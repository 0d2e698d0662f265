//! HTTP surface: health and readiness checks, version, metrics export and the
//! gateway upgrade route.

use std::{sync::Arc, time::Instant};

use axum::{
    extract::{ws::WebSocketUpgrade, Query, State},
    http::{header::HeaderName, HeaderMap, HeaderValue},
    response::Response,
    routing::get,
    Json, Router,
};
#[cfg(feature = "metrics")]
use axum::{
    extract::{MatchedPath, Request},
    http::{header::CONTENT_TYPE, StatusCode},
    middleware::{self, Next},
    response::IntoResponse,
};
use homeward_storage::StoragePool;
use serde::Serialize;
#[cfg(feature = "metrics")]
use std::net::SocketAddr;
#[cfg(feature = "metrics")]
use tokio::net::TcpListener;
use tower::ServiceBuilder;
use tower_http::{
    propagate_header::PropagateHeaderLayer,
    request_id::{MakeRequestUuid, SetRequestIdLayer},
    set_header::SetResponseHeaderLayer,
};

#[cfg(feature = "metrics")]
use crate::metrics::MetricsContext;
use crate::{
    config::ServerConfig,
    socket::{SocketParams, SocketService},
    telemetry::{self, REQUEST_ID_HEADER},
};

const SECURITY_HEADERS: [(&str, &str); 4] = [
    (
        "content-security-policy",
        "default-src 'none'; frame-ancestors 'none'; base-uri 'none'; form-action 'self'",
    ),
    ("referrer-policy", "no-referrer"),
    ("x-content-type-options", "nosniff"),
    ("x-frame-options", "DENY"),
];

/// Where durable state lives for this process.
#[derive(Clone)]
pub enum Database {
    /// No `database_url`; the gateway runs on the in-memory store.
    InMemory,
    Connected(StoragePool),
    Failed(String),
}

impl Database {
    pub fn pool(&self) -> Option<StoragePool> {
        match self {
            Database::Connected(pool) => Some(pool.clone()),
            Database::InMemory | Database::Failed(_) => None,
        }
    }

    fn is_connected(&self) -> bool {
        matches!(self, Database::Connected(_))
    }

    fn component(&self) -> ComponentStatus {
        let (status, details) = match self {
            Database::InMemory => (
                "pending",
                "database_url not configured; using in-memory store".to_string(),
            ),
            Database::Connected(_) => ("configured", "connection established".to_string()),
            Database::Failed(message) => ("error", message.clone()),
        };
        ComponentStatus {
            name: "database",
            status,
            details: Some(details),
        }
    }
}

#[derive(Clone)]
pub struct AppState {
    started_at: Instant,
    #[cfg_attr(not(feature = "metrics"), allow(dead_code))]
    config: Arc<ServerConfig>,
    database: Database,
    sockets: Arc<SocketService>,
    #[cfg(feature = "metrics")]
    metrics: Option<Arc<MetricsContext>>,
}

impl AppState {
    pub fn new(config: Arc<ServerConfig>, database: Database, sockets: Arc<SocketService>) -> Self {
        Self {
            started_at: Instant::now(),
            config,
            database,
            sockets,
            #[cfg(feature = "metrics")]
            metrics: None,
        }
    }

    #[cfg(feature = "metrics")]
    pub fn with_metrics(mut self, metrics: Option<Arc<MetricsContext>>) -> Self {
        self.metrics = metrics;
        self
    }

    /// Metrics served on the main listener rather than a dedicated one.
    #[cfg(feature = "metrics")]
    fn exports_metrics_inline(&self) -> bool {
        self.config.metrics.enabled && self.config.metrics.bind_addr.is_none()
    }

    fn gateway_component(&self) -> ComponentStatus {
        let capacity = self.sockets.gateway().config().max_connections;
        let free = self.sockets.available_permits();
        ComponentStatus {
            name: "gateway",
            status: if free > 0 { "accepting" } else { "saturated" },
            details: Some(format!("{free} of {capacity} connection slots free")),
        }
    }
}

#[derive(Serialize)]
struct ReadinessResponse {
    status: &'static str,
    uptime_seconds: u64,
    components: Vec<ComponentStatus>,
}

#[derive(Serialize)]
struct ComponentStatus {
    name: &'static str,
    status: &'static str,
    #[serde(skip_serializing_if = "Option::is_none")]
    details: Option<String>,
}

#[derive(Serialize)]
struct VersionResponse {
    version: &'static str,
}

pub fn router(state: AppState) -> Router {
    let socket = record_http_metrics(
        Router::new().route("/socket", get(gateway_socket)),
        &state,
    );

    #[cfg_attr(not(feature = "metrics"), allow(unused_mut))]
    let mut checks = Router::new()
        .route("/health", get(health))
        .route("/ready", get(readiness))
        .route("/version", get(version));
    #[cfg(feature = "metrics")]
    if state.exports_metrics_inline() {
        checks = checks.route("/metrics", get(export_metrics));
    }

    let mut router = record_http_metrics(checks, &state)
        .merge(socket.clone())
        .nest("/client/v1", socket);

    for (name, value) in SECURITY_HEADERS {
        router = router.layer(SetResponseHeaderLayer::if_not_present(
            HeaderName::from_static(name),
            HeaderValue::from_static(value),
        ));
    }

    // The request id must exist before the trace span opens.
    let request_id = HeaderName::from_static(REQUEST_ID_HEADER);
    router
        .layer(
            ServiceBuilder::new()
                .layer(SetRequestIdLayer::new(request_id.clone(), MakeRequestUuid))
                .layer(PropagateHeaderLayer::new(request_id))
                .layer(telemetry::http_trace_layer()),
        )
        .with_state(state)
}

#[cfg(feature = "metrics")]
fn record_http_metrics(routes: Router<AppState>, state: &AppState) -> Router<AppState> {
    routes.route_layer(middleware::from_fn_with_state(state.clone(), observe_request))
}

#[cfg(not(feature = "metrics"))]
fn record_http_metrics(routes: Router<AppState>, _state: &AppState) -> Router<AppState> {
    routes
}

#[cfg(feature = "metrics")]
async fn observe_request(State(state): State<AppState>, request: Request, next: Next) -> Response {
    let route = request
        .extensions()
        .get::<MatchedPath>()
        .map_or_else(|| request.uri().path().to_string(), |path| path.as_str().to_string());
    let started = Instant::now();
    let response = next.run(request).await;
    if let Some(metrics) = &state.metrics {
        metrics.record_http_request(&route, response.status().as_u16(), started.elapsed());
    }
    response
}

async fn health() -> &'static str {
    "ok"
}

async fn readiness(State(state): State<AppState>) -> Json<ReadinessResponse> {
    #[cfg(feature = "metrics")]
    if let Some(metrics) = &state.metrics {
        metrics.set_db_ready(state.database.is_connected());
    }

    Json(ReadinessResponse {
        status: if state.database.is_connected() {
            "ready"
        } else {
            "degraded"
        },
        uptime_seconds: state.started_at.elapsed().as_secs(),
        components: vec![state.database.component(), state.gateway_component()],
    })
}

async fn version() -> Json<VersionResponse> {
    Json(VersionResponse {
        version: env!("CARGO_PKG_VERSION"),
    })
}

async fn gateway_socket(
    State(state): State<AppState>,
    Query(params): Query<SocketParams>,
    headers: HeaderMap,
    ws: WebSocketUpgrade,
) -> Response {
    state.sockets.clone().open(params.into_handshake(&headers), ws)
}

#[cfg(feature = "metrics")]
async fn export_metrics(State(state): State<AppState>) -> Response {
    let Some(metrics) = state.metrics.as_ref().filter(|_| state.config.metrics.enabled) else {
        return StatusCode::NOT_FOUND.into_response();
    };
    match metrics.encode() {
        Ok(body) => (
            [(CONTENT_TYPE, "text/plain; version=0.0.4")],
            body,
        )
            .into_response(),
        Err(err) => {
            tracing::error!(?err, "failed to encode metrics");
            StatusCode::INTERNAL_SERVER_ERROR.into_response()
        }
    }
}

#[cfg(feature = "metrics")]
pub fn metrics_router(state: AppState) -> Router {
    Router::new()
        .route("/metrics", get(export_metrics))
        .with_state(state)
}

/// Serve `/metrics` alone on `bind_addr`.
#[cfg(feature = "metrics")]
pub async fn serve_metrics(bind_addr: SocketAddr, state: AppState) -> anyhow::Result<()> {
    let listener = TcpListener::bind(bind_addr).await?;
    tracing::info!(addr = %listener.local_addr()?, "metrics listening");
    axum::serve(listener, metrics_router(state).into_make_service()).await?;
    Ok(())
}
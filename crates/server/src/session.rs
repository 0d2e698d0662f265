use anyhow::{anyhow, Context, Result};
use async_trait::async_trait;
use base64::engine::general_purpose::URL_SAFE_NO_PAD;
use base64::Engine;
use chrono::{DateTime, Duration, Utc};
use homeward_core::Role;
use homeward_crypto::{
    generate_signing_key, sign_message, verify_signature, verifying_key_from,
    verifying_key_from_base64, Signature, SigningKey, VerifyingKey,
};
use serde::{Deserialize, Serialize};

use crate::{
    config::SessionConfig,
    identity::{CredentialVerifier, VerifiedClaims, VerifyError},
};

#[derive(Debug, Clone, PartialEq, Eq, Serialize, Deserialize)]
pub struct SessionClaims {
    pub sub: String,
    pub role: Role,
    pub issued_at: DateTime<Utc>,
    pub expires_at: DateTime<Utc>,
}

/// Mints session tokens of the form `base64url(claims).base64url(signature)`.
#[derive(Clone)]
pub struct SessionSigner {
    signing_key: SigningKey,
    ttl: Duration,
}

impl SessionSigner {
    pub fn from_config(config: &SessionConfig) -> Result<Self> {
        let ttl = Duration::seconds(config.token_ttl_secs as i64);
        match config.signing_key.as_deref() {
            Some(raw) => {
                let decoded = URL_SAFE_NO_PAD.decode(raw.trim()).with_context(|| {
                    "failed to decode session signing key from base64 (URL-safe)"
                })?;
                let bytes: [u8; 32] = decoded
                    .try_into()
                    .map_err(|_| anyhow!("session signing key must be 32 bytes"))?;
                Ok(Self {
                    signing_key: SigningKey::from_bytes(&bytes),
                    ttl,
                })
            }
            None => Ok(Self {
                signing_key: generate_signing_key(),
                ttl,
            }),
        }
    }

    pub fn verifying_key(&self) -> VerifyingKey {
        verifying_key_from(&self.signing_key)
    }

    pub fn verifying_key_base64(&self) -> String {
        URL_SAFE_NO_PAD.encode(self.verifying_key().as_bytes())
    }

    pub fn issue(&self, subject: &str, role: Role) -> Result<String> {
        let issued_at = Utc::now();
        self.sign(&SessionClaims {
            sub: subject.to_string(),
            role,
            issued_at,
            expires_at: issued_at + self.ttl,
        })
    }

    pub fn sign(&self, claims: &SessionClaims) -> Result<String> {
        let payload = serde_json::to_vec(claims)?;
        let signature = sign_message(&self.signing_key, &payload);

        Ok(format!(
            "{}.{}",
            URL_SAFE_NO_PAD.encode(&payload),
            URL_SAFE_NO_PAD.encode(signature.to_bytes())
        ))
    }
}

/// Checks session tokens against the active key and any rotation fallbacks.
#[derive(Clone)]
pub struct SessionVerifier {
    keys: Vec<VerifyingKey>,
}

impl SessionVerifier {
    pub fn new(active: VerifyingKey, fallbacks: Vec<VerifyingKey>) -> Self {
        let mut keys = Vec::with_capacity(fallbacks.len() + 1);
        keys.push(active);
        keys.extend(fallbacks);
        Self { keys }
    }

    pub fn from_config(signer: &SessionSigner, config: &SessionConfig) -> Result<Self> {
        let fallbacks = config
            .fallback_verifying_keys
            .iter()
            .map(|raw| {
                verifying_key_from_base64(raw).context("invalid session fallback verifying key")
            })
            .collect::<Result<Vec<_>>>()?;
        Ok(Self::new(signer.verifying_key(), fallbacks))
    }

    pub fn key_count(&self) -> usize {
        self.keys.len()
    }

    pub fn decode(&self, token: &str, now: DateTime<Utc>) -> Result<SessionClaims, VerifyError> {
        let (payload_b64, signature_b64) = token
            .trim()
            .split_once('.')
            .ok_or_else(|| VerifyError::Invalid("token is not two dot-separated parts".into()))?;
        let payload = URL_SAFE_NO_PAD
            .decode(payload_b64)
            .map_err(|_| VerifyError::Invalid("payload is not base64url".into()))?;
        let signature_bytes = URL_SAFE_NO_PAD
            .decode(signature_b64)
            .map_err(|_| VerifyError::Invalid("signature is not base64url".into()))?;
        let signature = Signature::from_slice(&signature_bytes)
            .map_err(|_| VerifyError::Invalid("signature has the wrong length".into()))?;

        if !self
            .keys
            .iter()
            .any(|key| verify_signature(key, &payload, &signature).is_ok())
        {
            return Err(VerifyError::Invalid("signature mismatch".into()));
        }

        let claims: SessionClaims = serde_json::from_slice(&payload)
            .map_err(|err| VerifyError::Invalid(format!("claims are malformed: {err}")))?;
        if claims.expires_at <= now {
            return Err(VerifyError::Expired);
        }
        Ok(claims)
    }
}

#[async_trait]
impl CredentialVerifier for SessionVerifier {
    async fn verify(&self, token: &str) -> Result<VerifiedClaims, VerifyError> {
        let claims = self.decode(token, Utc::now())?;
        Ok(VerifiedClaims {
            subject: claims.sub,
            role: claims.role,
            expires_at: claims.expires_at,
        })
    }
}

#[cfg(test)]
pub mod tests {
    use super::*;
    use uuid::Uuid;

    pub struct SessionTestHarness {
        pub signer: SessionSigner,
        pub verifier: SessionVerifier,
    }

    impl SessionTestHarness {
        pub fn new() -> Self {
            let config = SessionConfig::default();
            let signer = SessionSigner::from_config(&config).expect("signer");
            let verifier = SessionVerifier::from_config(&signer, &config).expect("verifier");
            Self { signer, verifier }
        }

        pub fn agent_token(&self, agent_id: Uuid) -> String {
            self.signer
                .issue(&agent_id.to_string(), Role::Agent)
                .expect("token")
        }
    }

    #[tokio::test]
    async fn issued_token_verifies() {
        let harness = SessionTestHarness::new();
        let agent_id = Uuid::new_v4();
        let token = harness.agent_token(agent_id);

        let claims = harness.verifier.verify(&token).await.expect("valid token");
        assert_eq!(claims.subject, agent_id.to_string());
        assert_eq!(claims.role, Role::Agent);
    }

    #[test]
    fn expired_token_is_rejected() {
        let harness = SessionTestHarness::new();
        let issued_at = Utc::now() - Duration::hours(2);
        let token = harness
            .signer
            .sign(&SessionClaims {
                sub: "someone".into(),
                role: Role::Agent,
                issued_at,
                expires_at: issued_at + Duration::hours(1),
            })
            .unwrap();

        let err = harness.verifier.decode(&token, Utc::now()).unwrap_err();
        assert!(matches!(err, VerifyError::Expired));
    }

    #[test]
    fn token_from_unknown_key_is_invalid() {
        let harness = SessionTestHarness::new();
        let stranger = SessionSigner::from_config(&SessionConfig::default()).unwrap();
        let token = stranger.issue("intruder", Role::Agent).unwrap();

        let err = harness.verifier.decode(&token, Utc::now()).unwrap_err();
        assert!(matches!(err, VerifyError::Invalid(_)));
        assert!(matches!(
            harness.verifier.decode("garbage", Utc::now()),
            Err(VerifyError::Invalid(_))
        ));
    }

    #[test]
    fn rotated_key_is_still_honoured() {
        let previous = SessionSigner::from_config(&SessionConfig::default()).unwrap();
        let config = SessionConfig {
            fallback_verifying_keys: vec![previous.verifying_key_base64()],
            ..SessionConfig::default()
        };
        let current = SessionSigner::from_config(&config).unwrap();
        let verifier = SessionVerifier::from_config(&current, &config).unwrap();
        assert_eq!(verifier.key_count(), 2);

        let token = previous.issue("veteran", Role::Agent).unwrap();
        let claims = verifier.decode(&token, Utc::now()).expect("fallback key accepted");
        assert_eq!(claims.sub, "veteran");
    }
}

-.-.-

▶ [Problem description] From the line holding "self.signer" to the line holding "let token = harness.agent_token(agent_id);", inclusive, restate each line above exactly as written.

▶ [Answer space]
            self.signer
                .issue(&agent_id.to_string(), Role::Agent)
                .expect("token")
        }
    }

    #[tokio::test]
    async fn issued_token_verifies() {
        let harness = SessionTestHarness::new();
        let agent_id = Uuid::new_v4();
        let token = harness.agent_token(agent_id);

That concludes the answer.